ÇİZGİ ROMAN 25 Temmuz 2025
3,1b OKUNMA     127 PAYLAŞIM

Anime ve Manga Dünyasına Girmeyi Düşünenler İçin Fikir Verecek Bir Giriş Rehberi

Anime nedir? Manga nedir? Anime ve manganın birbirinden farkı nedir? Bu dünyaya bir girip bakayım diyenlerin elinden tutacak bir rehber, buyrun.

sadece anime izlemeye değil aynı zamanda manga okumaya da yeni başlayacaklara yönelik birkaç tavsiye vermek isterim. aslında tavsiyeden ziyade biraz da olsa doğru bilinen yanlışların açıklanacağı bir yazı olacak ama gerçekten yeni başlayanlar için bilgi, tavsiye niteliğinde sayılabilir.

her şeyden önce: nedir bu anime ve manga?

anime çizgi filmdir, manga da çizgi romandır. bunu özellikle söylememin sebebi de toplumun büyük bir kısmının bunun tam aksini iddia ediyor olması.

her anime ve manga tıpkı batı çizgi filmleri ve çizgi romanları gibi hemen hemen aynı tekniklerle yapılır. çizim tarzlarının, genel konularının vs. farklı olması, japonca adlandırılmaları vs. onları çizgi roman ve çizgi film sanatından soyutlamaz ama birer alt kültürü yapar.

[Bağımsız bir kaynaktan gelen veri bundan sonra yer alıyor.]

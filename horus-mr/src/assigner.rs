//! Identity and receipt metadata for accepted submissions
//!
//! Ids are random UUIDv4 values and are never checked against the store.
//! Collisions in a 122-bit random space are treated as impossible; adding a
//! uniqueness scan would serialize concurrent submissions.

use std::sync::Arc;

use horus_common::time::{self, Clock, SystemClock};
use horus_common::uuid_utils;
use serde_json::{Map, Value};
use thiserror::Error;

use crate::models::{MatchRecord, TeamNo};

/// Version tag stamped on every record this build accepts
pub const SERVER_VERSION: &str = env!("CARGO_PKG_VERSION");

/// A payload field has a JSON type the record schema cannot hold
#[derive(Debug, Error, PartialEq, Eq)]
#[error("字段类型错误: {field}")]
pub struct FieldTypeError {
    pub field: &'static str,
}

#[derive(Debug, Clone)]
pub struct Assigner {
    clock: Arc<dyn Clock>,
}

impl Default for Assigner {
    fn default() -> Self {
        Self::new(Arc::new(SystemClock))
    }
}

impl Assigner {
    pub fn new(clock: Arc<dyn Clock>) -> Self {
        Self { clock }
    }

    /// Stamp a validated payload with id, `receivedAt` and `serverVersion`.
    ///
    /// Client values under the server-owned keys are discarded; every other
    /// key not in the fixed schema is carried through in the extension bag.
    pub fn assign(&self, mut payload: Map<String, Value>) -> Result<MatchRecord, FieldTypeError> {
        for key in ["id", "receivedAt", "serverVersion"] {
            payload.remove(key);
        }

        let event = take_string(&mut payload, "event")?;
        let match_code = take_string(&mut payload, "matchCode")?;
        let team_no = match payload.remove("teamNo") {
            Some(Value::Number(n)) => TeamNo::Number(n),
            Some(Value::String(s)) => TeamNo::Text(s),
            _ => return Err(FieldTypeError { field: "teamNo" }),
        };
        let action = match payload.remove("action") {
            None | Some(Value::Null) => None,
            Some(Value::Array(entries)) => Some(entries),
            Some(_) => return Err(FieldTypeError { field: "action" }),
        };

        Ok(MatchRecord {
            id: uuid_utils::generate().to_string(),
            received_at: time::to_iso(&self.clock.now()),
            server_version: SERVER_VERSION.to_string(),
            event,
            match_code,
            team_no,
            action,
            extra: payload,
        })
    }
}

fn take_string(payload: &mut Map<String, Value>, field: &'static str) -> Result<String, FieldTypeError> {
    match payload.remove(field) {
        Some(Value::String(s)) => Ok(s),
        _ => Err(FieldTypeError { field }),
    }
}

#[cfg(test)]
mod tests {
    use super::*;
    use chrono::{Local, TimeZone};
    use horus_common::time::FixedClock;
    use serde_json::json;
    use std::collections::HashSet;

    fn payload(value: Value) -> Map<String, Value> {
        value.as_object().cloned().unwrap()
    }

    fn fixed_assigner() -> Assigner {
        let at = Local.with_ymd_and_hms(2025, 3, 14, 9, 26, 53).unwrap();
        Assigner::new(Arc::new(FixedClock(at)))
    }

    #[test]
    fn test_assign_stamps_metadata() {
        let record = fixed_assigner()
            .assign(payload(json!({"event": "Q1", "matchCode": "M10", "teamNo": 42})))
            .unwrap();

        assert!(!record.id.is_empty());
        assert_eq!(record.received_at, "2025-03-14T09:26:53.000000");
        assert_eq!(record.server_version, SERVER_VERSION);
        assert_eq!(record.event, "Q1");
        assert_eq!(record.match_code, "M10");
        assert_eq!(record.team_no.to_string(), "42");
        assert!(record.action.is_none());
    }

    #[test]
    fn test_server_fields_override_client_values() {
        let record = fixed_assigner()
            .assign(payload(json!({
                "id": "client-id",
                "receivedAt": "1999-01-01",
                "serverVersion": "0.0.1",
                "event": "Q1", "matchCode": "M10", "teamNo": 42
            })))
            .unwrap();

        assert_ne!(record.id, "client-id");
        assert_eq!(record.received_at, "2025-03-14T09:26:53.000000");
        assert_eq!(record.server_version, SERVER_VERSION);
        assert!(record.extra.is_empty());
    }

    #[test]
    fn test_extra_fields_pass_through() {
        let record = fixed_assigner()
            .assign(payload(json!({
                "event": "Q1", "matchCode": "M10", "teamNo": "42",
                "action": [{"t": 1}],
                "alliance": "red",
                "auto": {"leave": true, "score": 3}
            })))
            .unwrap();

        assert_eq!(record.actions_count(), 1);
        assert_eq!(record.extra["alliance"], "red");
        assert_eq!(record.extra["auto"], json!({"leave": true, "score": 3}));
        assert_eq!(record.team_no, TeamNo::Text("42".to_string()));
    }

    #[test]
    fn test_ids_are_unique() {
        let assigner = Assigner::default();
        let ids: HashSet<String> = (0..500)
            .map(|_| {
                assigner
                    .assign(payload(json!({"event": "Q1", "matchCode": "M1", "teamNo": 1})))
                    .unwrap()
                    .id
            })
            .collect();
        assert_eq!(ids.len(), 500);
    }

    #[test]
    fn test_wrong_types_rejected() {
        let assigner = fixed_assigner();
        let cases = [
            (json!({"event": 5, "matchCode": "M10", "teamNo": 42}), "event"),
            (json!({"event": "Q1", "matchCode": ["M10"], "teamNo": 42}), "matchCode"),
            (json!({"event": "Q1", "matchCode": "M10", "teamNo": true}), "teamNo"),
            (json!({"event": "Q1", "matchCode": "M10", "teamNo": 42, "action": "jump"}), "action"),
        ];
        for (input, field) in cases {
            assert_eq!(assigner.assign(payload(input)), Err(FieldTypeError { field }));
        }
    }
}
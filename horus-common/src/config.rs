//! Configuration loading and resolution
//!
//! Each setting is resolved in priority order:
//! 1. Command-line argument (highest priority)
//! 2. Environment variable
//! 3. TOML config file
//! 4. Compiled default (fallback)

use crate::{Error, Result};
use serde::Deserialize;
use std::path::{Path, PathBuf};
use tracing::warn;

/// Environment variable overriding the bind host
pub const ENV_HOST: &str = "HORUS_HOST";
/// Environment variable overriding the listen port
pub const ENV_PORT: &str = "HORUS_PORT";
/// Environment variable overriding the record storage root
pub const ENV_DATA_DIR: &str = "HORUS_DATA_DIR";

/// Compiled fallback values
#[derive(Debug, Clone, PartialEq, Eq)]
pub struct CompiledDefaults {
    pub host: String,
    pub port: u16,
    pub data_dir: PathBuf,
}

impl Default for CompiledDefaults {
    fn default() -> Self {
        Self {
            host: "0.0.0.0".to_string(),
            port: 5000,
            data_dir: PathBuf::from("match_records"),
        }
    }
}

/// Contents of `config.toml`; every key is optional
#[derive(Debug, Clone, Default, Deserialize, PartialEq, Eq)]
pub struct TomlConfig {
    pub host: Option<String>,
    pub port: Option<u16>,
    pub data_dir: Option<PathBuf>,
}

impl TomlConfig {
    /// Parse TOML text
    pub fn parse(content: &str) -> Result<Self> {
        Ok(toml::from_str(content)?)
    }

    /// Read and parse a TOML file
    pub fn load(path: &Path) -> Result<Self> {
        let content = std::fs::read_to_string(path)?;
        Self::parse(&content)
    }
}

/// Values supplied on the command line
#[derive(Debug, Clone, Default)]
pub struct CliOverrides {
    pub host: Option<String>,
    pub port: Option<u16>,
    pub data_dir: Option<PathBuf>,
    /// Explicit config file; failure to load it is an error
    pub config_file: Option<PathBuf>,
}

/// Fully resolved service configuration
#[derive(Debug, Clone, PartialEq, Eq)]
pub struct ServiceConfig {
    pub host: String,
    pub port: u16,
    pub data_dir: PathBuf,
}

impl ServiceConfig {
    /// Resolve configuration from CLI, environment, TOML file and defaults
    pub fn resolve(cli: &CliOverrides) -> Result<Self> {
        let toml = match &cli.config_file {
            Some(path) => TomlConfig::load(path).map_err(|e| {
                Error::Config(format!("Failed to load {}: {}", path.display(), e))
            })?,
            None => load_default_config_file(),
        };
        let defaults = CompiledDefaults::default();

        let host = cli
            .host
            .clone()
            .or_else(|| std::env::var(ENV_HOST).ok())
            .or(toml.host)
            .unwrap_or(defaults.host);

        let port = match cli.port {
            Some(port) => port,
            None => match env_port()? {
                Some(port) => port,
                None => toml.port.unwrap_or(defaults.port),
            },
        };

        let data_dir = cli
            .data_dir
            .clone()
            .or_else(|| std::env::var(ENV_DATA_DIR).ok().map(PathBuf::from))
            .or(toml.data_dir)
            .unwrap_or(defaults.data_dir);

        Ok(Self {
            host,
            port,
            data_dir,
        })
    }

    /// Socket address string suitable for `TcpListener::bind`
    pub fn bind_addr(&self) -> String {
        format!("{}:{}", self.host, self.port)
    }
}

fn env_port() -> Result<Option<u16>> {
    match std::env::var(ENV_PORT) {
        Ok(value) => value
            .trim()
            .parse()
            .map(Some)
            .map_err(|_| Error::Config(format!("{} is not a valid port: {:?}", ENV_PORT, value))),
        Err(_) => Ok(None),
    }
}

/// Platform config file path: `<config_dir>/horus/config.toml`
pub fn default_config_file() -> Option<PathBuf> {
    dirs::config_dir().map(|d| d.join("horus").join("config.toml"))
}

/// Missing or malformed default config file degrades to compiled defaults
fn load_default_config_file() -> TomlConfig {
    let Some(path) = default_config_file() else {
        return TomlConfig::default();
    };
    if !path.exists() {
        return TomlConfig::default();
    }
    match TomlConfig::load(&path) {
        Ok(config) => config,
        Err(e) => {
            warn!("Ignoring config file {}: {}", path.display(), e);
            TomlConfig::default()
        }
    }
}

#[cfg(test)]
mod tests {
    use super::*;

    #[test]
    fn test_compiled_defaults() {
        let defaults = CompiledDefaults::default();
        assert_eq!(defaults.host, "0.0.0.0");
        assert_eq!(defaults.port, 5000);
        assert_eq!(defaults.data_dir, PathBuf::from("match_records"));
    }

    #[test]
    fn test_toml_partial() {
        let config = TomlConfig::parse("port = 8080\n").unwrap();
        assert_eq!(config.port, Some(8080));
        assert!(config.host.is_none());
        assert!(config.data_dir.is_none());
    }

    #[test]
    fn test_toml_rejects_bad_port() {
        let result = TomlConfig::parse("port = \"eighty\"\n");
        assert!(matches!(result, Err(Error::Toml(_))));
    }

    #[test]
    fn test_bind_addr() {
        let config = ServiceConfig {
            host: "127.0.0.1".to_string(),
            port: 5001,
            data_dir: PathBuf::from("records"),
        };
        assert_eq!(config.bind_addr(), "127.0.0.1:5001");
    }
}
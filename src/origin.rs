use std::net::{IpAddr, SocketAddr};
use std::path::PathBuf;

/// Scheme of a target origin. Kept deliberately small: this crate does not
/// parse arbitrary URLs (that's an external concern), callers build an
/// [`Origin`] from already-split parts.
#[derive(Clone, Copy, Debug, PartialEq, Eq, Hash)]
pub enum Scheme {
    Http,
    Https,
}

#[derive(Clone, Debug, PartialEq, Eq, Hash)]
pub(crate) enum Host {
    Name(String),
    Unix(PathBuf),
}

/// A backend origin: scheme + host (or Unix socket path) + port.
///
/// Two origins are target-equivalent when scheme, port, and host compare
/// equal after normalization (host lowercased, except for a Unix path).
#[derive(Clone, Debug, PartialEq, Eq, Hash)]
pub struct Origin {
    pub scheme: Scheme,
    pub(crate) host: Host,
    pub port: u16,
}

impl Origin {
    /// A TCP origin identified by hostname or literal IP.
    pub fn tcp(scheme: Scheme, host: impl AsRef<str>, port: u16) -> Self {
        Origin {
            scheme,
            host: Host::Name(host.as_ref().to_ascii_lowercase()),
            port,
        }
    }

    /// A Unix domain socket origin. The path is kept byte-exact: unlike a
    /// hostname it is case-sensitive on the filesystems that matter.
    pub fn unix(path: impl Into<PathBuf>) -> Self {
        Origin {
            scheme: Scheme::Http,
            host: Host::Unix(path.into()),
            port: 0,
        }
    }

    pub fn is_unix(&self) -> bool {
        matches!(self.host, Host::Unix(_))
    }

    pub fn host_str(&self) -> Option<&str> {
        match &self.host {
            Host::Name(h) => Some(h),
            Host::Unix(_) => None,
        }
    }
}

/// What kind of peer a target resolves to, mirroring the NAMED/SOCKADDR
/// split: a literal IP (or Unix path) needs no resolver round trip, a
/// hostname does.
#[derive(Clone, Debug)]
pub(crate) enum Peer {
    Named { host: String, service: String },
    Sock(SockAddr),
}

#[derive(Clone, Debug)]
pub(crate) enum SockAddr {
    Tcp(SocketAddr),
    #[cfg(unix)]
    Unix(PathBuf),
}

pub(crate) fn detect_peer(origin: &Origin) -> Peer {
    match &origin.host {
        Host::Unix(path) => {
            #[cfg(unix)]
            {
                Peer::Sock(SockAddr::Unix(path.clone()))
            }
            #[cfg(not(unix))]
            {
                let _ = path;
                unreachable!("unix-domain targets are only constructible on unix")
            }
        }
        Host::Name(host) => match host.parse::<IpAddr>() {
            Ok(ip) => Peer::Sock(SockAddr::Tcp(SocketAddr::new(ip, origin.port))),
            Err(_) => Peer::Named {
                host: host.clone(),
                service: origin.port.to_string(),
            },
        },
    }
}

/// Equality used by `lookup_target`: scheme, port, and host must all match.
pub(crate) fn origins_equivalent(a: &Origin, b: &Origin) -> bool {
    a.scheme == b.scheme && a.port == b.port && a.host == b.host
}

#[cfg(test)]
mod tests {
    use super::*;

    #[test]
    fn named_vs_literal_ip() {
        let named = Origin::tcp(Scheme::Http, "example.com", 80);
        assert!(matches!(detect_peer(&named), Peer::Named { .. }));

        let literal = Origin::tcp(Scheme::Http, "127.0.0.1", 8080);
        assert!(matches!(detect_peer(&literal), Peer::Sock(SockAddr::Tcp(_))));
    }

    #[test]
    fn host_is_lowercased_but_unix_path_is_not() {
        let o = Origin::tcp(Scheme::Http, "ExAmple.COM", 80);
        assert_eq!(o.host_str(), Some("example.com"));

        let u = Origin::unix("/tmp/Upstream.sock");
        assert!(matches!(&u.host, Host::Unix(p) if p.to_str() == Some("/tmp/Upstream.sock")));
    }

    #[test]
    fn lookup_equivalence_requires_scheme_port_host() {
        let a = Origin::tcp(Scheme::Http, "a", 80);
        let b = Origin::tcp(Scheme::Http, "A", 80);
        let c = Origin::tcp(Scheme::Http, "a", 81);
        assert!(origins_equivalent(&a, &b));
        assert!(!origins_equivalent(&a, &c));
    }
}
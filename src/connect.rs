//! The asynchronous connect state machine -- the part of the pool that
//! actually hands a caller a usable [`Conn`], either by resurrecting an
//! idle one or by dialing fresh. Everything in [`pool`](crate::pool) is
//! bookkeeping this module drives.
//!
//! # Accounting
//!
//! Two counters are kept per attempt: a target's `request_count` (sockets
//! currently checked out against that target, idle or not) and the pool's
//! `outstanding` (sockets the pool has handed out or is still holding
//! idle). `request_count` goes up exactly once per target selection and
//! down exactly once when that socket's [`CloseGuard`] drops.
//! `outstanding` goes up only when a fresh dial is actually started (idle
//! reuse doesn't re-increment it -- the idle entry was already counted
//! when it was first connected) and down when the guard drops, unless
//! [`CloseGuard::disarm_outstanding`] was called first because the
//! connection is headed back to the idle list instead of being closed.
//!
//! A dead idle entry discovered by the liveness probe is simply dropped
//! without touching either counter: it was never counted as in flight
//! (only as idle, via `outstanding`), and `outstanding`'s only documented
//! decrement points are reaper expiry, dispose, and a guard's close path
//! -- not a checkout-time liveness failure. `capacity`/`outstanding` are
//! advisory only (see [`crate::config::Config`]), so the resulting drift
//! is cosmetic, not a correctness bug.

use std::any::Any;
use std::future::Future;
use std::pin::Pin;
use std::sync::atomic::Ordering;
use std::sync::{Arc, Once, Weak};
use std::task::{Context, Poll};

use bitvec::order::Lsb0;
use bitvec::vec::BitVec;
use tokio::io::{AsyncRead, AsyncWrite, ReadBuf};
use tracing::trace;

use crate::balancer::TargetSnapshot;
use crate::error::Error;
use crate::origin::{Origin, Peer, SockAddr};
use crate::pool::{add_target, destroy_expired_locked, lookup_target, pop_idle, Pool, Shared};
use crate::resolver::ResolveError;
use crate::rt::Conn;

static WARN_CLOSED: Once = Once::new();
static WARN_UNEXPECTED_DATA: Once = Once::new();

fn warn_closed_once() {
    WARN_CLOSED.call_once(|| {
        tracing::warn!("idle connection was closed by the peer before its timeout elapsed")
    });
}

fn warn_unexpected_data_once() {
    WARN_UNEXPECTED_DATA.call_once(|| {
        tracing::warn!("idle connection unexpectedly had buffered data on checkout")
    });
}

/// RAII accounting for one checked-out socket. Dropping it always pays off
/// the `request_count` increment taken at selection time, and -- unless
/// [`disarm_outstanding`](Self::disarm_outstanding) was called first --
/// also pays off the `outstanding` increment the socket represents.
pub(crate) struct CloseGuard {
    shared: Weak<Shared>,
    target: usize,
    dec_outstanding: std::cell::Cell<bool>,
}

impl CloseGuard {
    fn new(shared: &Arc<Shared>, target: usize) -> Self {
        CloseGuard {
            shared: Arc::downgrade(shared),
            target,
            dec_outstanding: std::cell::Cell::new(true),
        }
    }

    /// Call before returning a connection to the idle list: it stays
    /// counted as present, so only `request_count` should drop, not
    /// `outstanding`.
    pub(crate) fn disarm_outstanding(&self) {
        self.dec_outstanding.set(false);
    }
}

impl Drop for CloseGuard {
    fn drop(&mut self) {
        let Some(shared) = self.shared.upgrade() else {
            return;
        };
        {
            let locked = shared.locked.lock().unwrap();
            if let Some(t) = locked.targets.get(self.target) {
                t.request_count.fetch_sub(1, Ordering::Relaxed);
            }
        }
        if self.dec_outstanding.get() {
            shared.outstanding.fetch_sub(1, Ordering::Relaxed);
        }
    }
}

/// A connection checked out of the pool. Reads and writes go straight to
/// the underlying [`Conn`]; give it back with
/// [`Pool::return_connection`](crate::Pool::return_connection) when done,
/// or just drop it to close.
pub struct PooledConn {
    conn: Conn,
    target: usize,
    origin: Origin,
    guard: CloseGuard,
}

impl PooledConn {
    fn new(conn: Conn, target: usize, origin: Origin, guard: CloseGuard) -> Self {
        PooledConn {
            conn,
            target,
            origin,
            guard,
        }
    }

    /// The target this connection was checked out against.
    pub fn origin(&self) -> &Origin {
        &self.origin
    }

    pub(crate) fn into_parts(self) -> (Conn, usize, CloseGuard) {
        (self.conn, self.target, self.guard)
    }
}

impl AsyncRead for PooledConn {
    fn poll_read(
        mut self: Pin<&mut Self>,
        cx: &mut Context<'_>,
        buf: &mut ReadBuf<'_>,
    ) -> Poll<std::io::Result<()>> {
        Pin::new(&mut self.conn).poll_read(cx, buf)
    }
}

impl AsyncWrite for PooledConn {
    fn poll_write(
        mut self: Pin<&mut Self>,
        cx: &mut Context<'_>,
        buf: &[u8],
    ) -> Poll<std::io::Result<usize>> {
        Pin::new(&mut self.conn).poll_write(cx, buf)
    }

    fn poll_flush(mut self: Pin<&mut Self>, cx: &mut Context<'_>) -> Poll<std::io::Result<()>> {
        Pin::new(&mut self.conn).poll_flush(cx)
    }

    fn poll_shutdown(mut self: Pin<&mut Self>, cx: &mut Context<'_>) -> Poll<std::io::Result<()>> {
        Pin::new(&mut self.conn).poll_shutdown(cx)
    }
}

impl std::fmt::Debug for PooledConn {
    fn fmt(&self, f: &mut std::fmt::Formatter<'_>) -> std::fmt::Result {
        f.debug_struct("PooledConn")
            .field("target", &self.target)
            .field("origin", &self.origin)
            .finish()
    }
}

/// A checkout in progress. Polling it drives the connect state machine;
/// dropping it before completion cancels the attempt, same as dropping
/// any other future, but logs a trace so cancellations are visible.
pub struct Connecting {
    inner: Pin<Box<dyn Future<Output = Result<PooledConn, Error>> + Send>>,
    completed: bool,
}

impl Future for Connecting {
    type Output = Result<PooledConn, Error>;

    fn poll(mut self: Pin<&mut Self>, cx: &mut Context<'_>) -> Poll<Self::Output> {
        match self.inner.as_mut().poll(cx) {
            Poll::Ready(out) => {
                self.completed = true;
                Poll::Ready(out)
            }
            Poll::Pending => Poll::Pending,
        }
    }
}

impl Drop for Connecting {
    fn drop(&mut self) {
        if !self.completed {
            trace!("connect request dropped before completion");
        }
    }
}
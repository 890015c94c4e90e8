//! The socket/event-loop collaborator. The pool core only needs two things
//! from it: a way to dial a resolved address, and a way to peek at an idle
//! socket without consuming its buffered bytes. Both are expressed as a
//! small trait plus a Tokio-backed default, the same split the teacher
//! uses for its own `rt::{TokioExecutor, TokioTimer}`.

use std::io;
use std::pin::Pin;
use std::task::{Context, Poll};

use futures_util::future::BoxFuture;
use tokio::io::{AsyncRead, AsyncWrite, ReadBuf};
use tokio::net::TcpStream;
#[cfg(unix)]
use tokio::net::UnixStream;

use crate::origin::SockAddr;

/// A previously-connected byte stream, detached from whatever handled its
/// I/O and ready to be handed to a new owner. In this crate's Tokio-backed
/// model, "export"/"import" (the spec's names for this handoff) collapse
/// to simply moving the value: a `tokio::net::TcpStream` carries its own
/// fd and OS-level buffers wherever it goes, so there is no separate
/// detach/reattach step to perform.
#[derive(Debug)]
pub enum Conn {
    Tcp(TcpStream),
    #[cfg(unix)]
    Unix(UnixStream),
}

impl Conn {
    /// Non-destructive 1-byte liveness probe (`MSG_PEEK`). `Ok(0)` means
    /// the peer closed; `Ok(n > 0)` means there is unexpectedly buffered
    /// data; `Err(WouldBlock)` means the socket is idle and healthy.
    pub(crate) fn peek_probe(&self) -> io::Result<usize> {
        let mut buf = [0u8; 1];
        match self {
            Conn::Tcp(s) => socket2::SockRef::from(s).peek(&mut buf),
            #[cfg(unix)]
            Conn::Unix(s) => socket2::SockRef::from(s).peek(&mut buf),
        }
    }
}

impl AsyncRead for Conn {
    fn poll_read(
        self: Pin<&mut Self>,
        cx: &mut Context<'_>,
        buf: &mut ReadBuf<'_>,
    ) -> Poll<io::Result<()>> {
        match self.get_mut() {
            Conn::Tcp(s) => Pin::new(s).poll_read(cx, buf),
            #[cfg(unix)]
            Conn::Unix(s) => Pin::new(s).poll_read(cx, buf),
        }
    }
}

impl AsyncWrite for Conn {
    fn poll_write(self: Pin<&mut Self>, cx: &mut Context<'_>, buf: &[u8]) -> Poll<io::Result<usize>> {
        match self.get_mut() {
            Conn::Tcp(s) => Pin::new(s).poll_write(cx, buf),
            #[cfg(unix)]
            Conn::Unix(s) => Pin::new(s).poll_write(cx, buf),
        }
    }

    fn poll_flush(self: Pin<&mut Self>, cx: &mut Context<'_>) -> Poll<io::Result<()>> {
        match self.get_mut() {
            Conn::Tcp(s) => Pin::new(s).poll_flush(cx),
            #[cfg(unix)]
            Conn::Unix(s) => Pin::new(s).poll_flush(cx),
        }
    }

    fn poll_shutdown(self: Pin<&mut Self>, cx: &mut Context<'_>) -> Poll<io::Result<()>> {
        match self.get_mut() {
            Conn::Tcp(s) => Pin::new(s).poll_shutdown(cx),
            #[cfg(unix)]
            Conn::Unix(s) => Pin::new(s).poll_shutdown(cx),
        }
    }
}

/// Establishes a fresh connection to a resolved peer address.
pub trait Connector: Send + Sync {
    fn connect(&self, addr: SockAddr) -> BoxFuture<'static, io::Result<Conn>>;
}

/// Default connector: plain TCP or Unix-domain dial via Tokio. No TLS --
/// the pool deals in already-connected byte streams, per the crate's
/// non-goals.
#[derive(Debug, Default)]
pub struct TokioConnector;

impl Connector for TokioConnector {
    fn connect(&self, addr: SockAddr) -> BoxFuture<'static, io::Result<Conn>> {
        Box::pin(async move {
            match addr {
                SockAddr::Tcp(sa) => TcpStream::connect(sa).await.map(Conn::Tcp),
                #[cfg(unix)]
                SockAddr::Unix(path) => UnixStream::connect(path).await.map(Conn::Unix),
            }
        })
    }
}
use std::time::Duration;

/// Default idle timeout: 2000ms, matching the pool's historical default.
pub const DEFAULT_IDLE_TIMEOUT: Duration = Duration::from_millis(2000);

/// Pool-wide tuning knobs.
///
/// `capacity` is advisory only (see the crate's design notes): it is
/// tracked but never enforced. `max_idle_per_target` supplements the
/// original design with the same safety valve most keep-alive pools carry;
/// leave it at `usize::MAX` to reproduce "no cap" behavior exactly.
#[derive(Clone, Copy, Debug)]
#[cfg_attr(feature = "serde", derive(serde::Serialize, serde::Deserialize))]
pub struct Config {
    /// How long an idle connection may sit before the reaper evicts it.
    /// Setting this to `Duration::ZERO` disables keep-alive entirely:
    /// `Pool::can_keepalive` becomes `false` and `return_connection` simply
    /// closes connections instead of pooling them.
    pub idle_timeout: Duration,
    /// Advisory upper bound on `Pool::stats().outstanding`. Never enforced.
    pub capacity: usize,
    /// Per-target cap on idle (not in-flight) connections. `usize::MAX`
    /// disables the cap.
    pub max_idle_per_target: usize,
}

impl Default for Config {
    fn default() -> Self {
        Config {
            idle_timeout: DEFAULT_IDLE_TIMEOUT,
            capacity: usize::MAX,
            max_idle_per_target: usize::MAX,
        }
    }
}

impl Config {
    pub fn can_keepalive(&self) -> bool {
        self.idle_timeout > Duration::ZERO
    }
}
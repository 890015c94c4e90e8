//! The selection policy consulted by a specific (fixed-target) pool once
//! more than one target is configured. Modeled as a capability object
//! (`select`), the same shape used for load-balancing in
//! `volo::loadbalance` -- no inheritance, just a trait the pool holds a
//! handle to.

use std::any::Any;
use std::fmt;
use std::sync::atomic::{AtomicUsize, Ordering};

use bitvec::vec::BitVec;
use rand::Rng;

use crate::origin::Origin;

/// A read-only view of one target, as seen by a balancer.
pub struct TargetSnapshot<'a> {
    pub origin: &'a Origin,
    pub request_count: usize,
}

/// Picks an untried target index. Implementations must return an index
/// whose corresponding bit in `tried` is unset; the pool asserts this and
/// treats a violation as a programming error.
pub trait Balancer: Send + Sync + fmt::Debug {
    fn select(
        &self,
        targets: &[TargetSnapshot<'_>],
        tried: &BitVec,
        extra: Option<&(dyn Any + Send + Sync)>,
    ) -> usize;
}

fn assert_untried(tried: &BitVec, idx: usize) {
    assert!(
        !tried[idx],
        "balancer selected an already-tried target index {idx}"
    );
}

/// Round-robins across untried targets using a shared cursor, so repeated
/// `connect` calls spread load even when each call only sees its own
/// `tried` bitmap.
#[derive(Debug, Default)]
pub struct RoundRobin {
    cursor: AtomicUsize,
}

impl RoundRobin {
    pub fn new() -> Self {
        Self::default()
    }
}

impl Balancer for RoundRobin {
    fn select(
        &self,
        targets: &[TargetSnapshot<'_>],
        tried: &BitVec,
        _extra: Option<&(dyn Any + Send + Sync)>,
    ) -> usize {
        let len = targets.len();
        let start = self.cursor.fetch_add(1, Ordering::Relaxed) % len;
        for offset in 0..len {
            let idx = (start + offset) % len;
            if !tried[idx] {
                return idx;
            }
        }
        unreachable!("select called with no untried targets remaining")
    }
}

/// Picks uniformly among untried targets.
#[derive(Debug, Default)]
pub struct Random;

impl Balancer for Random {
    fn select(
        &self,
        targets: &[TargetSnapshot<'_>],
        tried: &BitVec,
        _extra: Option<&(dyn Any + Send + Sync)>,
    ) -> usize {
        let untried: Vec<usize> = (0..targets.len()).filter(|&i| !tried[i]).collect();
        let pick = untried[rand::thread_rng().gen_range(0..untried.len())];
        assert_untried(tried, pick);
        pick
    }
}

ayrıca genel kanının aksine her çizgi film veya çizgi roman çocuklara yönelik olmak zorunda değildir, mesela batı ülkelerinde yapılan ve çoğumuzun adı gibi bildiği birçok seri (south park, the simpsons, family guy, gravity falls vb.) aslında yetişkinlere yöneliktir.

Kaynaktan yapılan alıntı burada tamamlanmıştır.